Data excerpts:
════════

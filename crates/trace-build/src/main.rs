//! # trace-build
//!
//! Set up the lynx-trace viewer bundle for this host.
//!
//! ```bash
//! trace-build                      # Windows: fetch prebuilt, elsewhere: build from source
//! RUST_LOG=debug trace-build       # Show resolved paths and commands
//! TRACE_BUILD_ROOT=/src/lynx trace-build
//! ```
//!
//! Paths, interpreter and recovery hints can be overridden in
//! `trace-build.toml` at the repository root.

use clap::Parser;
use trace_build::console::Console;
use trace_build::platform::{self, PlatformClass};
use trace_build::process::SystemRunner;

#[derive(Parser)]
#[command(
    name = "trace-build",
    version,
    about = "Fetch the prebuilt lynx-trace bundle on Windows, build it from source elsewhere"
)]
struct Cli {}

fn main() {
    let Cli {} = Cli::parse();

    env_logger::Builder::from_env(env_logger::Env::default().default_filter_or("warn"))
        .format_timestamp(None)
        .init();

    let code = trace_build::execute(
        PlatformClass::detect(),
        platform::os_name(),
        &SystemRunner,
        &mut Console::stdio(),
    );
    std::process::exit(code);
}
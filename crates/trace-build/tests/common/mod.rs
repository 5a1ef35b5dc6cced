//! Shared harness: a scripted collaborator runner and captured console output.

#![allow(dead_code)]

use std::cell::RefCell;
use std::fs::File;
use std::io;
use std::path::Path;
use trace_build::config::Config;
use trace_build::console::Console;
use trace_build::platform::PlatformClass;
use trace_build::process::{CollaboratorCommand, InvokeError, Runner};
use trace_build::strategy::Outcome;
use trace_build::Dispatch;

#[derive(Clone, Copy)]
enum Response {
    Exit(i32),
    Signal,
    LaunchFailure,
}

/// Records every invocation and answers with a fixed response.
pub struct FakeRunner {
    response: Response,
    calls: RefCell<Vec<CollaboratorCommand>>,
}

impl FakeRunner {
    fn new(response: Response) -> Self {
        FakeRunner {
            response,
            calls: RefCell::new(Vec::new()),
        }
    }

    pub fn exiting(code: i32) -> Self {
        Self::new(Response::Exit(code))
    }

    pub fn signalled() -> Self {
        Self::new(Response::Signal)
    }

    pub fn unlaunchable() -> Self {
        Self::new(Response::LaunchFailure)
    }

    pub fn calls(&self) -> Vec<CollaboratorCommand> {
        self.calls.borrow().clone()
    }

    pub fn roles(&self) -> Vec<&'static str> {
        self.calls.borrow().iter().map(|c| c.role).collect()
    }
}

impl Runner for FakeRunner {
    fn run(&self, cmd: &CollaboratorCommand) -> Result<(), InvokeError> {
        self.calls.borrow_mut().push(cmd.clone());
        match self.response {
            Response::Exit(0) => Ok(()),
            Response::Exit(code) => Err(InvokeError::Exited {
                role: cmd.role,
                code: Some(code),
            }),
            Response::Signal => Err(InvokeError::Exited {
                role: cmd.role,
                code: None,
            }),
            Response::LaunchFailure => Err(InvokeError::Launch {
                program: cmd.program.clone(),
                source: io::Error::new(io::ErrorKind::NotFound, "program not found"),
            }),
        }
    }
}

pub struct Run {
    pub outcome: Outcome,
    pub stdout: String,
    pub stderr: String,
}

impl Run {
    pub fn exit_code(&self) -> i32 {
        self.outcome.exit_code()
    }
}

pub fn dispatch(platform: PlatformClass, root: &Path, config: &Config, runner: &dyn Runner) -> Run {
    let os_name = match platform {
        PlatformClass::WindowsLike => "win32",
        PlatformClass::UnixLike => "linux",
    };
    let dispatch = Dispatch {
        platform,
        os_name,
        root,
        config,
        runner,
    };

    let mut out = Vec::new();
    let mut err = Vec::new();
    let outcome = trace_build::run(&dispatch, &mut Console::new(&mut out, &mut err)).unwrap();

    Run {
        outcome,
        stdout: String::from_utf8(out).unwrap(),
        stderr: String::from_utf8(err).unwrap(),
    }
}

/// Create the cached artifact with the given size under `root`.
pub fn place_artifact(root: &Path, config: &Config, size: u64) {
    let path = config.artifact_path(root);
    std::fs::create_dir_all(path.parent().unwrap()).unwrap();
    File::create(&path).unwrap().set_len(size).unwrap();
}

════════

#### Problem details:
The required output is the entries from their opening line through the line holding "use trace_build::process::SystemRunner;", repeated exactly, with both end lines kept.

#### Solution to the exercise:
filename crates/trace-build/src/main.rs
//! # trace-build
//!
//! Set up the lynx-trace viewer bundle for this host.
//!
//! ```bash
//! trace-build                      # Windows: fetch prebuilt, elsewhere: build from source
//! RUST_LOG=debug trace-build       # Show resolved paths and commands
//! TRACE_BUILD_ROOT=/src/lynx trace-build
//! ```
//!
//! Paths, interpreter and recovery hints can be overridden in
//! `trace-build.toml` at the repository root.

use clap::Parser;
use trace_build::console::Console;
use trace_build::platform::{self, PlatformClass};
use trace_build::process::SystemRunner;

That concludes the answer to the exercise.